O ministro do Supremo Tribunal Federal (STF) André Mendonça levantou nesta quinta-feira (30) o sigilo sobre as investigações sobre o ex-governador da Bahia, senador Jaques Wagner no caso Master. No conjunto dos documentos, haveria as interceptações telefônicas entre o investigado e o banqueiro Augusto Lima.
Um dos principais nomes do PT no Nordeste, Wagner foi o principal alvo da nona fase da Operação Compliance Zero, com o cumprimento de mandados de busca e apreensão de Mendonça.
As investigações da Polícia Federal apontam indícios de que Jaques Wagner teria recebido, direta ou indiretamente, benefícios por meio de familiares, pessoas de confiança e empresas ligadas ao seu entorno com o banqueiro Daniel Vorcaro.
Apartamento de luxo
As investigações indicaram que Wagner mantinha contato direto com Augusto Ferreira Lima, que era o responsável por operações financeiras e pelo envio de benefícios ao petista.
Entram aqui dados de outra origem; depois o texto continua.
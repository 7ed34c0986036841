use serde::{Deserialize, Serialize};
use sqlx::Type;

#[derive(Debug, Clone, Copy, PartialEq, Eq, Serialize, Deserialize, Type)]
#[serde(rename_all = "lowercase")]
#[sqlx(type_name = "userrole", rename_all = "lowercase")]
pub(crate) enum UserRole {
    Teacher,
    Student,
}

#[derive(Debug, Clone, Copy, PartialEq, Eq, Serialize, Deserialize, Type)]
#[serde(rename_all = "lowercase")]
#[sqlx(type_name = "difficulty", rename_all = "lowercase")]
pub(crate) enum Difficulty {
    Beginner,
    Intermediate,
    Advanced,
}

#[derive(Debug, Clone, Copy, PartialEq, Eq, Serialize, Deserialize, Type)]
#[serde(rename_all = "lowercase")]
#[sqlx(type_name = "submissionstatus", rename_all = "lowercase")]
pub(crate) enum SubmissionStatus {
    Pending,
    Running,
    Accepted,
    Wrong,
    Error,
    Timeout,
    Partial,
}

#[derive(Debug, Clone, Copy, PartialEq, Eq, Hash, Serialize, Deserialize)]
#[serde(rename_all = "lowercase")]
pub(crate) enum QuestionKind {
    Programming,
    Theory,
    Mcq,
}

impl QuestionKind {
    pub(crate) fn as_str(self) -> &'static str {
        match self {
            Self::Programming => "programming",
            Self::Theory => "theory",
            Self::Mcq => "mcq",
        }
    }
}

#[derive(Debug, Clone, Serialize, Deserialize)]
pub(crate) struct TestCase {
    pub(crate) input: String,
    pub(crate) expected_output: String,
    #[serde(default)]
    pub(crate) hidden: bool,
}

/// A question embedded in an assessment. Questions have no identity outside
/// their parent; submissions reference them by position.
#[derive(Debug, Clone, Serialize, Deserialize)]
#[serde(tag = "type", rename_all = "lowercase")]
pub(crate) enum Question {
    Programming {
        description: String,
        #[serde(default)]
        starter_code: Option<String>,
        #[serde(default)]
        test_cases: Vec<TestCase>,
        #[serde(default = "default_time_limit_ms")]
        time_limit_ms: i64,
        #[serde(default = "default_memory_limit_mb")]
        memory_limit_mb: i64,
        points: i32,
    },
    Theory {
        description: String,
        #[serde(default)]
        expected_keywords: Vec<String>,
        #[serde(default)]
        min_words: Option<u32>,
        #[serde(default)]
        max_words: Option<u32>,
        points: i32,
    },
    Mcq {
        description: String,
        options: Vec<String>,
        correct_option: usize,
        #[serde(default)]
        explanation: Option<String>,
        points: i32,
    },
}

impl Question {
    pub(crate) fn points(&self) -> i32 {
        match self {
            Self::Programming { points, .. }
            | Self::Theory { points, .. }
            | Self::Mcq { points, .. } => *points,
        }
    }

    pub(crate) fn description(&self) -> &str {
        match self {
            Self::Programming { description, .. }
            | Self::Theory { description, .. }
            | Self::Mcq { description, .. } => description,
        }
    }

    pub(crate) fn kind(&self) -> QuestionKind {
        match self {
            Self::Programming { .. } => QuestionKind::Programming,
            Self::Theory { .. } => QuestionKind::Theory,
            Self::Mcq { .. } => QuestionKind::Mcq,
        }
    }
}

/// Declared per-variant question counts, derived from the question list at
/// creation time.
#[derive(Debug, Clone, Default, Serialize, Deserialize)]
pub(crate) struct QuestionMix {
    #[serde(default)]
    pub(crate) programming: u32,
    #[serde(default)]
    pub(crate) theory: u32,
    #[serde(default)]
    pub(crate) mcq: u32,
}

impl QuestionMix {
    pub(crate) fn of(questions: &[Question]) -> Self {
        let mut mix = Self::default();
        for question in questions {
            match question.kind() {
                QuestionKind::Programming => mix.programming += 1,
                QuestionKind::Theory => mix.theory += 1,
                QuestionKind::Mcq => mix.mcq += 1,
            }
        }
        mix
    }
}

fn default_time_limit_ms() -> i64 {
    5_000
}

fn default_memory_limit_mb() -> i64 {
    256
}

#[cfg(test)]
mod tests {
    use super::*;

    #[test]
    fn question_union_roundtrips_by_tag() {
        let raw = serde_json::json!({
            "type": "mcq",
            "description": "Which keyword declares an immutable binding?",
            "options": ["let", "var", "const", "static"],
            "correct_option": 0,
            "points": 5
        });

        let question: Question = serde_json::from_value(raw).expect("mcq question");
        assert_eq!(question.points(), 5);
        assert_eq!(question.kind(), QuestionKind::Mcq);

        let encoded = serde_json::to_value(&question).expect("encode");
        assert_eq!(encoded["type"], "mcq");
        assert_eq!(encoded["correct_option"], 0);
    }

    #[test]
    fn programming_defaults_apply() {
        let raw = serde_json::json!({
            "type": "programming",
            "description": "Reverse a string",
            "points": 10
        });

        let question: Question = serde_json::from_value(raw).expect("programming question");
        match question {
            Question::Programming { time_limit_ms, memory_limit_mb, test_cases, .. } => {
                assert_eq!(time_limit_ms, 5_000);
                assert_eq!(memory_limit_mb, 256);
                assert!(test_cases.is_empty());
            }
            other => panic!("unexpected variant: {other:?}"),
        }
    }

    #[test]
    fn question_mix_counts_variants() {
        let questions = vec![
            Question::Theory {
                description: "Explain ownership".into(),
                expected_keywords: vec!["move".into()],
                min_words: None,
                max_words: None,
                points: 5,
            },
            Question::Mcq {
                description: "Pick one".into(),
                options: vec!["a".into(), "b".into()],
                correct_option: 1,
                explanation: None,
                points: 2,
            },
            Question::Mcq {
                description: "Pick another".into(),
                options: vec!["a".into(), "b".into()],
                correct_option: 0,
                explanation: None,
                points: 2,
            },
        ];

        let mix = QuestionMix::of(&questions);
        assert_eq!(mix.programming, 0);
        assert_eq!(mix.theory, 1);
        assert_eq!(mix.mcq, 2);
    }
}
Entre os elementos reunidos pela PF está a suspeita de pagamento de um apartamento de luxo em Salvador avaliado em R$ 2,4 milhões.
Jaques Wagner negou as irregularidades, afirmou que manteve apenas relações institucionais com os envolvidos e sustentou que não foi denunciado nem se tornou réu no caso.
A defesa de Jaques Wagner recorreu ao STF para tentar anular a operação da PF, que cumpriu mandados de busca e apreensão em endereços ligados ao senador. Os advogados sustentam que houve “erros graves” na investigação e afirmam que o parlamentar “jamais atuou no Congresso Nacional para favorecer o Banco Master”.